Any other component type resources are not currently tracked by CloudWatch Application Insights. If a component type that is supported does not appear in your Application Insights application, the component may already be registered and managed by another application you own that is monitored by Application Insights.

Supported technology stacks

You can use CloudWatch Application Insights to monitor your applications running on Windows Server and Linux operating systems by selecting the application tier dropdown menu option for one of the following technologies:

  • Front‐end: Microsoft Internet Information Services (IIS) Web Server

  • Worker‐tier:

    • .NET Framework

    • .NET Core

  • Applications:

    • Java

    • SAP NetWeaver standard, distributed, and high availability deployments

  • Active Directory

  • SharePoint

  • Databases:

    • Microsoft SQL Server running on Amazon RDS or Amazon EC2 (including SQL Server High Availability configurations.
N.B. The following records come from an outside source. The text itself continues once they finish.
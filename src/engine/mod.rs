//! Execution engine module
//!
//! Concurrent read loop and stream orchestration.
//!
//! # Overview
//!
//! The engine module provides:
//! - `ConcurrentSource` - Reads many streams partition by partition on a
//!   bounded worker pool
//! - `SyncConfig` - Configuration for a read
//! - Message types for output (Record, State, Error, StreamStatus, Log)
//!
//! Generators and readers run on the pool and talk to the coordinator only
//! through the work queue. The coordinator runs on the caller's task and is
//! the only one touching the sink, so output order is queue arrival order.

mod enqueuer;
mod processor;
mod reader;
mod types;

pub use types::{Message, ReadSummary, SyncConfig, SyncStats};

use crate::error::Result;
use crate::pool::ThreadPoolManager;
use crate::queue::{QueueItem, WorkQueue};
use crate::sink::MessageSink;
use crate::stream::Stream;
use processor::ConcurrentReadProcessor;
use std::sync::Arc;
use std::time::Instant;
use tracing::{error, info};

/// Reads a set of streams concurrently
#[derive(Debug, Clone, Default)]
pub struct ConcurrentSource {
    /// Read configuration
    config: SyncConfig,
}

impl ConcurrentSource {
    /// Create a source with the given configuration
    pub fn new(config: SyncConfig) -> Self {
        Self { config }
    }

    /// Get the configuration
    pub fn config(&self) -> &SyncConfig {
        &self.config
    }

    /// Read every stream and forward its output to `sink`
    ///
    /// Stream-level failures are reported in the returned summary. A fatal
    /// error (worker panic, queue timeout, sink failure) aborts the remaining
    /// work and is returned as `Err`.
    pub async fn read(
        &self,
        streams: Vec<Arc<dyn Stream>>,
        sink: &mut dyn MessageSink,
    ) -> Result<ReadSummary> {
        self.config.validate()?;
        let start = Instant::now();

        let mut queue = WorkQueue::new();
        let mut pool = ThreadPoolManager::new(
            self.config.num_workers,
            self.config.max_concurrent_tasks,
        );
        let mut processor = ConcurrentReadProcessor::new(
            streams,
            &self.config,
            queue.sender(),
            pool.capacity_gauge(),
        )?;

        info!(
            workers = self.config.num_workers,
            generators = self.config.max_concurrent_generators,
            "Starting concurrent read"
        );

        if let Err(e) = self
            .run(&mut processor, &mut queue, &mut pool, sink)
            .await
        {
            error!(error = %e, "Concurrent read failed");
            pool.shutdown().await;
            return Err(e);
        }

        if let Err(e) = pool.wait_until_done().await {
            pool.shutdown().await;
            return Err(e);
        }
        sink.flush().await?;

        #[allow(clippy::cast_possible_truncation)]
        let summary = processor.into_summary(pool.stats(), start.elapsed().as_millis() as u64);
        info!(
            records = summary.total.records,
            failed = summary.failed_streams.len(),
            duration_ms = summary.total.duration_ms,
            "Concurrent read finished"
        );
        Ok(summary)
    }

    async fn run(
        &self,
        processor: &mut ConcurrentReadProcessor,
        queue: &mut WorkQueue,
        pool: &mut ThreadPoolManager,
        sink: &mut dyn MessageSink,
    ) -> Result<()> {
        let timeout = self.config.queue_timeout();

        for message in processor.start_next_streams(pool)? {
            sink.accept(message).await?;
        }

        while !processor.is_done() {
            let item = queue.get_timeout(timeout).await?;
            let messages = match item {
                QueueItem::Partition(partition) => {
                    processor.on_partition(partition, pool)?;
                    Vec::new()
                }
                QueueItem::Record(record) => processor.on_record(record)?,
                QueueItem::PartitionComplete(sentinel) => {
                    processor.on_partition_complete(sentinel)?
                }
                QueueItem::GenerationComplete(sentinel) => {
                    processor.on_generation_complete(sentinel, pool)?
                }
                QueueItem::StreamError(err) => processor.on_stream_error(err)?,
            };

            for message in messages {
                sink.accept(message).await?;
            }
            pool.check_for_errors()?;
        }

        Ok(())
    }
}

#[cfg(test)]
mod tests;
See, Component configuration examples).

    • MySQL running on Amazon RDS, Amazon Aurora, or Amazon EC2

    • PostgreSQL running on Amazon RDS or Amazon EC2

    • Amazon DynamoDB table

    • Oracle running on Amazon RDS or Amazon EC2

    • SAP HANA database on a single Amazon EC2 instance and multiple EC2 instances

    • Cross-AZ SAP HANA database high availability setup

    • SAP Sybase ASE database on a single Amazon EC2 instance

    • Cross-AZ SAP Sybase ASE database high availability setup

If none of the technology stacks listed above apply to your application resources, you can monitor your application stack by choosing Custom from the application tier dropdown menu on the Manage monitoring page.